To develop a collimator trajectory optimization paradigm for volumetric modulated arc therapy (VMAT) and evaluate this technique in paraspinal stereotactic body radiation therapy (SBRT).

METHOD AND MATERIALS

We propose a novel VMAT paradigm, Coll-VMAT, which integrates collimator rotation with synchronized gantry rotation, multileaf collimator (MLC) motion, and dose-rate modulation. At each gantry angle a principal component analysis (PCA) is applied to calculate the primary cord orientation. The collimator angle is then aligned so that MLC travel is parallel to the PCA-derived direction.
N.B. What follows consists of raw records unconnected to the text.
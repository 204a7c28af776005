//! Layered configuration loader

use std::path::{Path, PathBuf};

use config::builder::DefaultState;
use config::{Config, ConfigBuilder, Environment, File, FileFormat};

use crate::config::environment::Environment as AppEnvironment;
use crate::config::error::ConfigError;
use crate::config::settings::Settings;

const CONFIG_DIR_ENV: &str = "HUNTHQ_CONFIG_DIR";
const CONFIG_FILE_ENV: &str = "HUNTHQ_CONFIG_FILE";
const DEFAULT_CONFIG_DIR: &str = "config";
const ENV_PREFIX: &str = "HUNTHQ";
const ENV_SEPARATOR: &str = "__";

/// Loads [`Settings`] from TOML files and `HUNTHQ_*` variables.
///
/// In layered mode the sources are `default.toml` (required),
/// `{environment}.toml` and `local.toml` from the config directory. A single
/// config file replaces all three. Environment variables always win.
#[derive(Debug, Clone)]
pub struct ConfigLoader {
    config_dir: PathBuf,
    config_file: Option<PathBuf>,
    environment: AppEnvironment,
}

impl ConfigLoader {
    /// Build a loader from `HUNTHQ_CONFIG_DIR`, `HUNTHQ_CONFIG_FILE` and
    /// `HUNTHQ_APP_ENV`.
    ///
    /// # Errors
    ///
    /// Fails when both the directory and the file variable are set.
    pub fn new() -> Result<Self, ConfigError> {
        let config_dir = std::env::var(CONFIG_DIR_ENV).ok().map(PathBuf::from);
        let config_file = std::env::var(CONFIG_FILE_ENV).ok().map(PathBuf::from);

        if config_dir.is_some() && config_file.is_some() {
            return Err(ConfigError::mutual_exclusivity(format!(
                "{CONFIG_DIR_ENV} and {CONFIG_FILE_ENV} cannot both be set. \
                 Use {CONFIG_DIR_ENV} for layered configuration or \
                 {CONFIG_FILE_ENV} for a single configuration file."
            )));
        }

        Ok(Self {
            config_dir: config_dir.unwrap_or_else(|| PathBuf::from(DEFAULT_CONFIG_DIR)),
            config_file,
            environment: AppEnvironment::from_env(),
        })
    }

    /// Load exactly this file instead of the layered directory.
    pub fn with_file(mut self, path: impl Into<PathBuf>) -> Self {
        self.config_file = Some(path.into());
        self
    }

    pub fn with_dir(mut self, dir: impl Into<PathBuf>) -> Self {
        self.config_dir = dir.into();
        self
    }

    pub fn with_environment(mut self, environment: AppEnvironment) -> Self {
        self.environment = environment;
        self
    }

    pub fn environment(&self) -> AppEnvironment {
        self.environment
    }

    pub fn config_dir(&self) -> &Path {
        &self.config_dir
    }

    /// Load, deserialize and validate settings.
    pub fn load(&self) -> Result<Settings, ConfigError> {
        let settings: Settings = self.build_config()?.try_deserialize().map_err(|e| {
            ConfigError::ParseError(format!("Failed to deserialize configuration: {e}"))
        })?;
        settings.validate()?;
        Ok(settings)
    }

    fn build_config(&self) -> Result<Config, ConfigError> {
        let builder = match &self.config_file {
            Some(file) => add_file(Config::builder(), file, true)?,
            None => self.layered(Config::builder())?,
        };
        // HUNTHQ_SCRAPER__MAX_PAGES -> scraper.max_pages
        builder
            .add_source(
                Environment::with_prefix(ENV_PREFIX)
                    .prefix_separator("_")
                    .separator(ENV_SEPARATOR)
                    .ignore_empty(true)
                    .try_parsing(true),
            )
            .build()
            .map_err(ConfigError::from)
    }

    fn layered(
        &self,
        builder: ConfigBuilder<DefaultState>,
    ) -> Result<ConfigBuilder<DefaultState>, ConfigError> {
        let builder = add_file(builder, &self.config_dir.join("default.toml"), true)?;
        let env_file = self
            .config_dir
            .join(format!("{}.toml", self.environment.as_str()));
        let builder = add_file(builder, &env_file, false)?;
        add_file(builder, &self.config_dir.join("local.toml"), false)
    }
}

fn add_file(
    builder: ConfigBuilder<DefaultState>,
    path: &Path,
    required: bool,
) -> Result<ConfigBuilder<DefaultState>, ConfigError> {
    if required && !path.is_file() {
        return Err(ConfigError::file_not_found(format!(
            "Required configuration file not found: {}",
            path.display()
        )));
    }
    let name = path
        .to_str()
        .ok_or_else(|| ConfigError::ParseError(format!("Non UTF-8 config path: {}", path.display())))?;
    Ok(builder.add_source(File::new(name, FileFormat::Toml).required(required)))
}

impl Default for ConfigLoader {
    fn default() -> Self {
        Self::new().unwrap_or_else(|_| Self {
            config_dir: PathBuf::from(DEFAULT_CONFIG_DIR),
            config_file: None,
            environment: AppEnvironment::default(),
        })
    }
}
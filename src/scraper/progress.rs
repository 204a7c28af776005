/// Receives progress checkpoints from a running scrape.
pub trait ProgressSink: Send + Sync {
    fn report(&self, percent: u8, message: &str);
}

/// Tracks the last value sent so session checkpoints never go backwards
/// and stay below 100 until the owner finalizes.
#[derive(Debug, Default)]
pub(crate) struct Checkpoints {
    last: u8,
}

impl Checkpoints {
    pub(crate) const CEILING: u8 = 99;

    pub(crate) fn emit(&mut self, sink: &dyn ProgressSink, percent: u8, message: &str) {
        self.last = self.last.max(percent.min(Self::CEILING));
        sink.report(self.last, message);
    }
}

#[cfg(test)]
mod tests {
    use super::*;
    use std::sync::Mutex;

    #[derive(Default)]
    struct Recorder(Mutex<Vec<u8>>);

    impl ProgressSink for Recorder {
        fn report(&self, percent: u8, _message: &str) {
            self.0.lock().unwrap().push(percent);
        }
    }

    #[test]
    fn test_checkpoints_monotonic_and_capped() {
        let sink = Recorder::default();
        let mut cp = Checkpoints::default();
        for p in [5, 25, 20, 100, 40] {
            cp.emit(&sink, p, "step");
        }
        assert_eq!(*sink.0.lock().unwrap(), vec![5, 25, 25, 99, 99]);
    }
}
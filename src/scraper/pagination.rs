//! Pagination driver.
//!
//! Two states: `HasMore` until an advance fails to find a usable next-page
//! affordance, or a freshly loaded page brings no unseen listings. The seen
//! sets live for the whole run, because a re-rendered page may repeat rows.

use std::collections::HashSet;
use std::time::Duration;

use super::browser::{BrowserSession, PageElement, wait_for_elements};
use super::error::{ScrapeError, ScrapeResult};
use super::sites::PaginationStyle;

/// Timing and bounds for page advances.
#[derive(Debug, Clone, PartialEq, Eq)]
pub struct PaginationPolicy {
    /// Pause after clicking before looking for the new page's rows.
    pub settle_delay: Duration,
    /// How long the new page's rows may take to appear.
    pub row_timeout: Duration,
    pub poll_interval: Duration,
    /// Hard ceiling on pages visited in one run.
    pub max_pages: usize,
}

impl Default for PaginationPolicy {
    fn default() -> Self {
        Self {
            settle_delay: Duration::from_millis(2000),
            row_timeout: Duration::from_secs(30),
            poll_interval: Duration::from_millis(250),
            max_pages: 200,
        }
    }
}

#[derive(Debug, Clone, PartialEq, Eq)]
pub enum StopReason {
    NoAffordance,
    AffordanceDisabled,
    Stalled,
    PageLimit,
    AdvanceFailed(String),
}

#[derive(Debug, Clone, PartialEq, Eq)]
pub enum PaginationState {
    HasMore,
    Done(StopReason),
}

enum Affordance {
    Ready(Box<dyn PageElement>),
    Disabled,
    Missing,
}

pub struct PaginationDriver {
    style: PaginationStyle,
    policy: PaginationPolicy,
    page: usize,
    seen_ids: HashSet<String>,
    seen_listings: HashSet<String>,
    state: PaginationState,
}

impl PaginationDriver {
    pub fn new(style: PaginationStyle, policy: PaginationPolicy) -> Self {
        Self {
            style,
            policy,
            page: 1,
            seen_ids: HashSet::new(),
            seen_listings: HashSet::new(),
            state: PaginationState::HasMore,
        }
    }

    /// One-based index of the page currently loaded.
    pub fn page(&self) -> usize {
        self.page
    }

    pub fn state(&self) -> &PaginationState {
        &self.state
    }

    /// Record the listing fingerprints found on the current page and return
    /// how many were new. A page after the first whose listings were all seen
    /// before is a stall; the driver moves to `Done` and the stall is
    /// returned. A page that yielded no readable listings is not a stall.
    pub fn observe<'s>(
        &mut self,
        fingerprints: impl IntoIterator<Item = &'s str>,
    ) -> ScrapeResult<usize> {
        let mut read = 0;
        let mut fresh = 0;
        for fp in fingerprints {
            read += 1;
            if self.seen_listings.insert(fp.to_string()) {
                fresh += 1;
            }
        }
        if read > 0 && fresh == 0 && self.page > 1 {
            self.state = PaginationState::Done(StopReason::Stalled);
            return Err(ScrapeError::PaginationStall { page: self.page });
        }
        Ok(fresh)
    }

    /// Claim a site-native id for this run. Returns `false` when the id was
    /// already emitted; listings without an id are always admitted.
    pub fn admit(&mut self, native_id: Option<&str>) -> bool {
        match native_id {
            Some(id) => self.seen_ids.insert(id.to_string()),
            None => true,
        }
    }

    /// Move to the next page if one exists. Failures while clicking or
    /// settling end pagination; they never fail the run.
    pub async fn advance(
        &mut self,
        session: &dyn BrowserSession,
        row_selector: &str,
    ) -> PaginationState {
        if self.state != PaginationState::HasMore {
            return self.state.clone();
        }
        self.state = self.try_advance(session, row_selector).await;
        self.state.clone()
    }

    async fn try_advance(&mut self, session: &dyn BrowserSession, row_selector: &str) -> PaginationState {
        if self.page >= self.policy.max_pages {
            tracing::warn!(page = self.page, "Page limit reached");
            return PaginationState::Done(StopReason::PageLimit);
        }

        let control = match self.find_affordance(session).await {
            Ok(Affordance::Ready(el)) => el,
            Ok(Affordance::Disabled) => return PaginationState::Done(StopReason::AffordanceDisabled),
            Ok(Affordance::Missing) => return PaginationState::Done(StopReason::NoAffordance),
            Err(e) => return self.failed("locate next page", e),
        };

        tracing::debug!(from = self.page, "Advancing to next page");
        if let Err(e) = control.click().await {
            return self.failed("click next page", e);
        }
        tokio::time::sleep(self.policy.settle_delay).await;
        if let Err(e) = wait_for_elements(
            session,
            row_selector,
            self.policy.row_timeout,
            self.policy.poll_interval,
        )
        .await
        {
            return self.failed("wait for next page", e);
        }

        self.page += 1;
        PaginationState::HasMore
    }

    fn failed(&self, step: &str, error: ScrapeError) -> PaginationState {
        tracing::warn!(page = self.page, step, error = %error, "Pagination ended early");
        PaginationState::Done(StopReason::AdvanceFailed(error.to_string()))
    }

    async fn find_affordance(&self, session: &dyn BrowserSession) -> ScrapeResult<Affordance> {
        match self.style {
            PaginationStyle::Numbered { link_selector } => {
                self.numbered_link(session, link_selector).await
            }
            PaginationStyle::NextButton { selector } => next_button(session, selector).await,
        }
    }

    /// Prefer a link reading exactly `page + 1`; accept a numerically equal
    /// label (e.g. "03") only when no exact match exists.
    async fn numbered_link(
        &self,
        session: &dyn BrowserSession,
        link_selector: &str,
    ) -> ScrapeResult<Affordance> {
        let wanted = self.page + 1;
        let label = wanted.to_string();
        let mut numeric_match = None;

        for link in session.find_all(link_selector).await? {
            let class = link.attribute("class").await?.unwrap_or_default();
            if class.contains("disabled") || class.contains("active") {
                continue;
            }
            let text = link.text().await?;
            let text = text.trim();
            if text == label {
                if link.is_displayed().await? {
                    return Ok(Affordance::Ready(link));
                }
            } else if numeric_match.is_none() && text.parse::<usize>().ok() == Some(wanted) {
                numeric_match = Some(link);
            }
        }

        match numeric_match {
            Some(link) if link.is_displayed().await? => Ok(Affordance::Ready(link)),
            _ => Ok(Affordance::Missing),
        }
    }
}

async fn next_button(session: &dyn BrowserSession, selector: &str) -> ScrapeResult<Affordance> {
    let Some(button) = session.find_all(selector).await?.into_iter().next() else {
        return Ok(Affordance::Missing);
    };
    let disabled = button.attribute("disabled").await?.is_some()
        || button.attribute("aria-disabled").await?.as_deref() == Some("true")
        || button
            .attribute("class")
            .await?
            .is_some_and(|class| class.contains("disabled"));
    if disabled || !button.is_displayed().await? {
        return Ok(Affordance::Disabled);
    }
    Ok(Affordance::Ready(button))
}
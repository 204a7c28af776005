//! Command handlers for CLI operations

pub mod scrape;
pub mod serve;

pub use scrape::{ScrapeCommandHandler, ScrapeSummary};
pub use serve::ServeCommandHandler;
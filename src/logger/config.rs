//! Runtime configuration for the logger

use std::path::PathBuf;

use serde::{Deserialize, Serialize};
use tracing::Level;

use crate::logger::error::LoggerError;

/// Main logger configuration
#[derive(Debug, Clone, PartialEq, Eq, Serialize, Deserialize)]
pub struct LoggerConfig {
    pub console: ConsoleConfig,
    pub file: FileConfig,
    /// Either a bare level or a full `EnvFilter` directive
    pub level: String,
}

impl LoggerConfig {
    pub fn validate(&self) -> Result<(), LoggerError> {
        self.parse_level()?;
        self.file.validate()?;

        if !self.console.enabled && !self.file.enabled {
            return Err(LoggerError::config(
                "At least one output (console or file) must be enabled",
            ));
        }
        Ok(())
    }

    /// Parse the leading level of `level` into a [`tracing::Level`].
    ///
    /// Directives such as `info,hunthq::scraper=debug` are accepted; only
    /// the part before the first comma is checked.
    pub fn parse_level(&self) -> Result<Level, LoggerError> {
        let head = self.level.split(',').next().unwrap_or_default().trim();
        match head.to_lowercase().as_str() {
            "trace" => Ok(Level::TRACE),
            "debug" => Ok(Level::DEBUG),
            "info" => Ok(Level::INFO),
            "warn" => Ok(Level::WARN),
            "error" => Ok(Level::ERROR),
            _ => Err(LoggerError::config(format!(
                "Invalid log level '{}'. Valid levels are: trace, debug, info, warn, error",
                self.level
            ))),
        }
    }
}

impl Default for LoggerConfig {
    fn default() -> Self {
        Self {
            console: ConsoleConfig::default(),
            file: FileConfig::default(),
            level: "info".to_string(),
        }
    }
}

/// Console output configuration
#[derive(Debug, Clone, Copy, PartialEq, Eq, Serialize, Deserialize)]
pub struct ConsoleConfig {
    pub enabled: bool,
    pub colored: bool,
}

impl Default for ConsoleConfig {
    fn default() -> Self {
        Self {
            enabled: true,
            colored: true,
        }
    }
}

/// File output configuration
#[derive(Debug, Clone, PartialEq, Eq, Serialize, Deserialize)]
pub struct FileConfig {
    pub enabled: bool,
    pub path: PathBuf,
    pub append: bool,
    pub format: LogFormat,
}

impl FileConfig {
    /// Pure check; the writer creates parent directories on init.
    pub fn validate(&self) -> Result<(), LoggerError> {
        if self.enabled && self.path.as_os_str().is_empty() {
            return Err(LoggerError::config(
                "File path cannot be empty when file output is enabled",
            ));
        }
        Ok(())
    }
}

impl Default for FileConfig {
    fn default() -> Self {
        Self {
            enabled: false,
            path: PathBuf::from("logs/hunthq.log"),
            append: true,
            format: LogFormat::Json,
        }
    }
}

/// Log line format for file output
#[derive(Debug, Clone, Copy, Default, PartialEq, Eq, Serialize, Deserialize)]
#[serde(rename_all = "lowercase")]
pub enum LogFormat {
    #[default]
    Full,
    Compact,
    Json,
}

impl std::str::FromStr for LogFormat {
    type Err = LoggerError;

    fn from_str(s: &str) -> Result<Self, Self::Err> {
        match s.trim().to_lowercase().as_str() {
            "full" => Ok(LogFormat::Full),
            "compact" => Ok(LogFormat::Compact),
            "json" => Ok(LogFormat::Json),
            _ => Err(LoggerError::format(format!(
                "Invalid log format '{s}'. Valid formats are: full, compact, json"
            ))),
        }
    }
}

impl LogFormat {
    pub fn as_str(&self) -> &'static str {
        match self {
            LogFormat::Full => "full",
            LogFormat::Compact => "compact",
            LogFormat::Json => "json",
        }
    }
}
An in-house VMAT optimization follows the geometry-based collimator trajectory optimization to obtain the optimal MLC position and monitor units (MU) at each gantry angle. A treatment planning study of five paraspinal SBRT patients compared Coll-VMAT to standard VMAT (fixed collimator angle) and static field IMRT plans. Plan evaluation statistics included planning target volume (PTV) V95%, PTV-D95%, cord-D05%, and total beam-on time.

RESULTS

Variation of collimator angle in Coll-VMAT plans ranges from 26 degrees to 54 degrees , with a median of 40 degrees . Patient-averaged PTV V95% (94.6% Coll-VMAT vs. 92.1% VMAT and 93.3% IMRT) and D95% (22.5 Gy vs. 21.4 Gy and 22.0 Gy, respectively) are highest with Coll-VMAT, and cord D05% (9.8 Gy vs. 10.0 Gy and 11.7 Gy) is lowest. Total beam-on time with Coll-VMAT (5,164 MU) is comparable to standard VMAT (4,868 MU) and substantially lower than IMRT (13,283 MU).

CONCLUSION

Collimator trajectory optimization-based VMAT provides an additional degree of freedom that can improve target coverage and cord sparing of paraspinal SBRT plans compared with standard VMAT and IMRT approaches.